Jean Marc Furlan, le coach Troyen peut être très déçu du match nul concédé par son équipe samedi, au stade de l’Aube face L’AJA. Même à 3-2, il y a peut-être cru, avant les dernières minutes du temps réglementaire, qui a vu les Auxerrois revenir à hauteur des Aubois. Pour Sport24.com, retour avec le technicien Aubois sur une soirée frustrante.

Par Hamed PARAÏSO
Sport24.com : Jean Marc, inutile de vous demander si vous êtes déçu ?
Jean Marc Furlan : La fin de match est décevante, on pensait remporter ce match et puis les Auxerrois reviennent au score. Il en est souvent ainsi dans les derbys qui ne sont pas vraiment des matchs de championnat comme les autres. Souvent, les derbys ressemblent à des matchs de coupe avec une élimination directe, et il y a des notions que l’on ne maîtrise pas comme dans un championnat.
Sport24.com : Est ce qu’il n’y pas une faiblesse de fin de match chez vos joueurs ?
Jean Marc Furlan : (rire) Non, pas vraiment, même si on peut constater que, sur le terrain, il y avait beaucoup de joueurs qui avaient peu de temps de jeu depuis quelques temps. Il y avait deux ou trois joueurs qui étaient à des postes-clés et ils avaient peu de temps de jeu. Ceci peut expliquer cela.
Sport24.com : A 3-1, on se demande s’il n’aurait pas été mieux de demander aux joueurs de fermer la boutique ?

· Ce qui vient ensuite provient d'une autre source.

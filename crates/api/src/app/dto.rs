use serde::{Deserialize, Serialize};
use serde_json::json;

use spindle_catalog::{NewRecord, RecordCategory, RecordFormat, RecordPatch};

// -------------------------
// Request DTOs
// -------------------------

#[derive(Debug, Deserialize)]
pub struct CreateRecordRequest {
    pub artist: String,
    pub album: String,
    pub price_cents: u64,
    pub qty: i64,
    pub format: RecordFormat,
    pub category: RecordCategory,
    pub mbid: Option<String>,
}

impl CreateRecordRequest {
    pub fn into_new_record(self) -> NewRecord {
        NewRecord {
            artist: self.artist,
            album: self.album,
            price_cents: self.price_cents,
            qty: self.qty,
            format: self.format,
            category: self.category,
            mbid: self.mbid,
        }
    }
}

#[derive(Debug, Default, Deserialize)]
pub struct UpdateRecordRequest {
    pub artist: Option<String>,
    pub album: Option<String>,
    pub price_cents: Option<u64>,
    pub format: Option<RecordFormat>,
    pub category: Option<RecordCategory>,
    pub mbid: Option<String>,
}

impl UpdateRecordRequest {
    /// The tracklist is never patched directly; the record service replaces
    /// it through enrichment when the mbid changes.
    pub fn into_patch(self) -> RecordPatch {
        RecordPatch {
            artist: self.artist,
            album: self.album,
            price_cents: self.price_cents,
            format: self.format,
            category: self.category,
            mbid: self.mbid,
            tracklist: None,
        }
    }
}

#[derive(Debug, Deserialize)]
pub struct CreateOrderRequest {
    pub record_id: String,
    pub quantity: i64,
}

#[derive(Debug, Default, Deserialize)]
pub struct ListRecordsQuery {
    pub q: Option<String>,
    pub artist: Option<String>,
    pub album: Option<String>,
    pub format: Option<RecordFormat>,
    pub category: Option<RecordCategory>,
    pub page: Option<u32>,
    pub limit: Option<u32>,
}

// -------------------------
// Response envelope
// -------------------------

/// Success envelope: `{"status": true, "message": ..., "data": ...}`.
pub fn envelope(message: &str, data: impl Serialize) -> serde_json::Value {
    json!({
        "status": true,
        "message": message,
        "data": data,
    })
}
//! Catalog record persistence.

pub mod in_memory;
pub mod postgres;
mod r#trait;

pub use in_memory::InMemoryRecordStore;
pub use postgres::PostgresRecordStore;
pub use r#trait::RecordStore;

Jean Marc Furlan : Le seul regret qu’on peut avoir, c’est de n’avoir pu tenir le ballon devant. Contrairement à ce que vous pensez, à partir du 2-0, on n’a fait que défendre. C’est le problème, c’est pourquoi nous avons fait 3-3. C’est parce que nous n’avons eu que le choix de défendre.
Sport24.com : C’est pour cela que vous avez fait rentrer un second attaquant ?
Jean Marc Furlan : Oui, le but du jeu, c’était de maintenir l’adversaire dans son camp. Ce que nous n’avons pas su faire. Nous n’avons pas su tenir le ballon dans le camp de l’adversaire. C’est pour cela qu’ils reviennent. Bien défendre, c’est aussi aller jouer dans le camp de l’adversaire. C’est parce que nous avons trop subi. Si nous avions moins subi et si nous avions eu davantage le ballon, et bien nous aurions gagné le match.
Sport24.com : Passée la déception, vous pourrez toujours vous appuyer sur la qualité de jeu de votre équipe qui doit vous rassurer pour la suite ?
Jean Marc Furlan : Non, la déception n’est pas passée, ça va être long. Pour répondre à votre question, on sait qu’on peut s’appuyer sur la qualité du groupe, les qualités de solidarité, de dynamisme, d’enthousiasme important. Ce qui est important, surtout, c’est la valeur des qualités humaines et bien sûr aussi, depuis le début de la saison, le jeu accompli.
Sport24.com : Qu’avez-vous dit à vos joueurs, dans le vestiaire, à la fin du match ?
Jean Marc Furlan : Pour l’instant, je n’ai rien dit. Je leur ai serré la main. Vous savez, les premiers déçus, dans ces cas-là, ce sont les joueurs eux-mêmes. Aussitôt après le match, ils sont très abattus, parce qu’ils avaient à cœur de remporter les deux derbys d’affilée.